I spoke to Fedorov on the sidelines of the Davos summit — the first place he’s visited outside Ukraine since Russia invaded three months ago. He was here on a mission to urge business and government leaders to do more to help, and met with leaders from Google, Microsoft and Facebook’s Meta.
“Each of us can do even better,” he said.
Almost 500 tech companies have left Russia since President Vladimir Putin sent troops into Ukraine on February 24, by Fedorov’s count. But he called out tech firms Cloudflare and SAP for continuing to operate in Russia, which he said undermines the effectiveness of the “digital blockade.”
“When a company is working in the Russian market, it pumps funds into the Russian budget from which money gets to the Russian army,” Fedorov said. “This enables killing Ukrainians.”
Germany’s SAP, which makes business software, said in April it planned to exit Russia. But Fedorov said the company is slow-walking its departure and needs to move faster.
“I’m convinced eventually they will leave Russia, sooner or later — but sooner [is better] than later, because people are getting killed,” he said. SAP said in a statement that it’s having “an ongoing dialogue with the Ukrainian government, which included conversations at Davos,” and that it “has stood in solidarity with the Ukrainians since the start of Russia’s unjustified war.”
Cloudflare, meanwhile, has said it is still operating in Russia to protect the flow of uncensored information to Russians.
“They say they allegedly are there to defend some kind of democracy,” Fedorov said.
In a statement, the cloud services operator said it “has minimal sales and commercial activity in Russia” and has “terminated any customers we have identified as tied to sanctioned entities.”
Fedorov emphasized that a “digital blockade” is an important tool to fight back against Russia, since it can set the country back “two or three decades,” encouraging engineers and other specialists to leave.
“We also want people in Russia to understand that ‘Guys, something is wrong.’ And they have to stand up against war,” Fedorov added.

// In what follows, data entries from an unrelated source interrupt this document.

//! Kubernetes Deployment generation

use std::path::{Path, PathBuf};

use serde::Serialize;

use super::{EXPOSE_CONFIG, Expose};
use crate::Result;
use crate::artifact::{Artifact, ConfigMergers, kinds, roles};
use crate::mapping::PathMapping;
use crate::plugin::{Plugin, PluginContract, PluginEnv, TARGET_LABEL, TransformOutput};

const DEPLOYMENT_TEMPLATE: &str = include_str!("deployment.yaml.tpl");
const TEMPLATE_FILE: &str = "deployment.yaml";
const YAMLS_DIR: &str = "deploy/yamls";
const DEFAULT_PORT: u16 = 8080;

/// Data bound to the deployment template.
#[derive(Debug, Serialize)]
#[serde(rename_all = "PascalCase")]
struct DeploymentData {
    name: String,
    image: String,
    port: u16,
}

/// Renders one Deployment manifest per service.
#[derive(Debug)]
pub struct KubernetesManifests {
    contract: PluginContract,
}

impl KubernetesManifests {
    pub fn new() -> Self {
        Self {
            contract: PluginContract::new()
                .consumes_exclusively(kinds::SERVICE)
                .produces(kinds::KUBERNETES_YAMLS)
                .label(TARGET_LABEL, "kubernetes"),
        }
    }
}

impl Default for KubernetesManifests {
    fn default() -> Self {
        Self::new()
    }
}

impl Plugin for KubernetesManifests {
    fn name(&self) -> &str {
        "kubernetes-manifests"
    }

    fn contract(&self) -> &PluginContract {
        &self.contract
    }

    fn transform(&self, env: &PluginEnv, new: &[Artifact], _old: &[Artifact]) -> Result<TransformOutput> {
        let mut output = TransformOutput::default();
        if new.is_empty() {
            return Ok(output);
        }

        let template = env.scratch_for(self.name())?.join(TEMPLATE_FILE);
        shift_fs::io::write_atomic(&template, DEPLOYMENT_TEMPLATE.as_bytes())?;

        for service in new {
            let port = service
                .config::<Expose>(EXPOSE_CONFIG)?
                .map_or(DEFAULT_PORT, |e| e.port);
            let data = DeploymentData {
                name: service.name.clone(),
                image: format!("{}:latest", service.name),
                port,
            };
            let destination = Path::new(YAMLS_DIR).join(format!("{}-deployment.yaml", service.name));

            output.path_mappings.push(PathMapping::template(
                &template,
                &destination,
                serde_json::to_value(&data)?,
            ));
            output.artifacts.push(
                Artifact::new(kinds::KUBERNETES_YAMLS, &service.name)
                    .with_path(roles::KUBERNETES_YAMLS, PathBuf::from(YAMLS_DIR)),
            );
        }

        Ok(output)
    }

    fn config_mergers(&self, mergers: &mut ConfigMergers) {
        mergers.register::<Expose>(EXPOSE_CONFIG);
    }
}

China’s leaders are signaling panic
In an unusual move, China’s cabinet convened an emergency meeting with more than 100,000 participants on Wednesday, according to state media. The agenda: Do whatever it takes to save the economy.
Step back: The world’s second-largest economy, which once regularly boasted growth rates of 10% or more, has suffered under its own Covid-19 protocol, which is keeping millions of people under lockdown.
Earlier this week, UBS lowered its full-year GDP growth forecast to 3%. China has said it expects growth of around 5.5% this year.
Sustained growth isn’t merely an economic priority. China’s party leadership have maintained their grip on power in part by engineering growth that has lifted tens of millions of people out of poverty. Leaders are especially sensitive to signs of social unrest that could result from diminishing economic prospects.
Earlier this month, Li, the No. 2 figure in the Communist Party after President Xi Jinping, described the country’s economic conditions as “complex and grave.” Despite the hardships, President Xi has only doubled down on the zero-Covid policy, saying the state would punish anyone who questions it.